**PROBLEM**
Search the data for the string "policy" and extract every line where it appears.

Records contained in a dataset
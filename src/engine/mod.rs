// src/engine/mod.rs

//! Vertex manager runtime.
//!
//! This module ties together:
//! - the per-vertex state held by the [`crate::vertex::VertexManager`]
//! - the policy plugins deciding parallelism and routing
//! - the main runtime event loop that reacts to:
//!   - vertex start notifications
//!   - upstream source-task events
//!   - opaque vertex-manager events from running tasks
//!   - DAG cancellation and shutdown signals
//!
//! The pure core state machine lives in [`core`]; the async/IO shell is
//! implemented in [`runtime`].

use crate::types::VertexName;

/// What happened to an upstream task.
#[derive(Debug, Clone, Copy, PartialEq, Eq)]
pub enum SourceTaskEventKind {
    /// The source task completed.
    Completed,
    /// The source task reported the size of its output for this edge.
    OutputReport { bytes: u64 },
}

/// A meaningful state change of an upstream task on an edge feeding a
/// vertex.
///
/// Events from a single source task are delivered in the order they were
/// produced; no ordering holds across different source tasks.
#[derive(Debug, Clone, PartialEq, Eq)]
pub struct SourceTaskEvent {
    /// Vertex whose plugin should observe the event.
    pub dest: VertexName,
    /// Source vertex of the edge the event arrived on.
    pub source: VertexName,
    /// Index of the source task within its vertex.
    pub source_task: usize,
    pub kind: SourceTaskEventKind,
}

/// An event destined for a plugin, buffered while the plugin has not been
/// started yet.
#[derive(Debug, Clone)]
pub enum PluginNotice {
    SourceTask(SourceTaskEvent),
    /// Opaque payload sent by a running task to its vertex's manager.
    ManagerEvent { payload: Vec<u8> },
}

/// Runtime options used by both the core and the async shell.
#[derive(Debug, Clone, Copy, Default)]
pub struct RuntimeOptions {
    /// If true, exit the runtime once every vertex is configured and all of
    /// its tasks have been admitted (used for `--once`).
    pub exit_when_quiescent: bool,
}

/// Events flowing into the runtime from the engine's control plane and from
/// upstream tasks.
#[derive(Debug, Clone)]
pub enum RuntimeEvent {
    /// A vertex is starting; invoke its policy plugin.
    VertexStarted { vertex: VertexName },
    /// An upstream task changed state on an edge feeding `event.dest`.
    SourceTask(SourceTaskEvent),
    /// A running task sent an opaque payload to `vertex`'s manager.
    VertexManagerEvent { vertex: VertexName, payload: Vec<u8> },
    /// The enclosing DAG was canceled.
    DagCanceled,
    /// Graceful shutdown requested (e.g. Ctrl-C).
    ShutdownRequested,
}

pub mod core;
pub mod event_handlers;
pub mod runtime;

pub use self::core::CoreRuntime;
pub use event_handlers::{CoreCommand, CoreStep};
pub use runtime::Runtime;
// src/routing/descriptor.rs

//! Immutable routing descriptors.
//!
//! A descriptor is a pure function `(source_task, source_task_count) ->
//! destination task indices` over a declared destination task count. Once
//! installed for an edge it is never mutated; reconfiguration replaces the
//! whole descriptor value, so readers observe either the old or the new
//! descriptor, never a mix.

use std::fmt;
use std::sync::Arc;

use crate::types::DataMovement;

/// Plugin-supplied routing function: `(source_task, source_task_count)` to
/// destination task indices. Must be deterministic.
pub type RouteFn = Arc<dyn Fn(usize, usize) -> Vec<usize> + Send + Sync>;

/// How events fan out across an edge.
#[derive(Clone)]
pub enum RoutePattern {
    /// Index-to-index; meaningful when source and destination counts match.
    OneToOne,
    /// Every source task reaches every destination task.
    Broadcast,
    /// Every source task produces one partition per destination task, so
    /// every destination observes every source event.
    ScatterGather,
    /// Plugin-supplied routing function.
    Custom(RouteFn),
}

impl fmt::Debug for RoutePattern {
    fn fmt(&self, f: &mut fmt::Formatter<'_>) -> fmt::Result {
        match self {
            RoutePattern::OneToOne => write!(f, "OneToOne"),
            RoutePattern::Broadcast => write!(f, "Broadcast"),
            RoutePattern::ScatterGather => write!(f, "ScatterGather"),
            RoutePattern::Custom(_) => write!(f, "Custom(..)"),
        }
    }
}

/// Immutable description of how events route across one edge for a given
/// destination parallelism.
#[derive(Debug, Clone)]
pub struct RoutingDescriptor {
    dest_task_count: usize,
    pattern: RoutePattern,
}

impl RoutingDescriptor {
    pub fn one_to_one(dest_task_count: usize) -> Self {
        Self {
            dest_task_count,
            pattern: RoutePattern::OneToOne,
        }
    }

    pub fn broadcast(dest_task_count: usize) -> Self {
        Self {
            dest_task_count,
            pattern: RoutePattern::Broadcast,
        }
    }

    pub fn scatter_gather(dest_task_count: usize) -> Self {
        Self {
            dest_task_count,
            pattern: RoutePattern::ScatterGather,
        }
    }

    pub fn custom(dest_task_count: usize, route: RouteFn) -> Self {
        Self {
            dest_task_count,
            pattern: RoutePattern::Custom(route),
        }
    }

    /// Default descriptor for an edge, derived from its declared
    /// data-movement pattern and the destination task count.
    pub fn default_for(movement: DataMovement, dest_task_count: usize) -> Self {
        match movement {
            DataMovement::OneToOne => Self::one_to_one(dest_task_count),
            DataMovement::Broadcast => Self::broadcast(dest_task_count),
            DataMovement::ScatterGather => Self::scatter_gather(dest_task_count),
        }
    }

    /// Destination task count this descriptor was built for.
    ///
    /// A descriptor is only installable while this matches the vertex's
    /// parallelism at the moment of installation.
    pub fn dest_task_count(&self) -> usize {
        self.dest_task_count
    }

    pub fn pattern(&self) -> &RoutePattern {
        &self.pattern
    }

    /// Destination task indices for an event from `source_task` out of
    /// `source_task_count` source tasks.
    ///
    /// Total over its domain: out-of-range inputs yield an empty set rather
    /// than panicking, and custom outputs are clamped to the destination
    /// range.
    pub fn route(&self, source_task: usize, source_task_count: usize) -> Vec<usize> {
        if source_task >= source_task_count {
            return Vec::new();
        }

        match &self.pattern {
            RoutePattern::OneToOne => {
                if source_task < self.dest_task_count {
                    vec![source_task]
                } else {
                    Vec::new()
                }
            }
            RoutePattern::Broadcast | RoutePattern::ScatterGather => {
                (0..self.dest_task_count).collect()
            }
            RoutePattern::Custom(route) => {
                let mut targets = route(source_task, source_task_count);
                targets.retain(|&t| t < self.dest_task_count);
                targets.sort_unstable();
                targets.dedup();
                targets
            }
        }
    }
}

**TASK SOLUTION**
//! - the policy plugins deciding parallelism and routing
    /// A vertex is starting; invoke its policy plugin.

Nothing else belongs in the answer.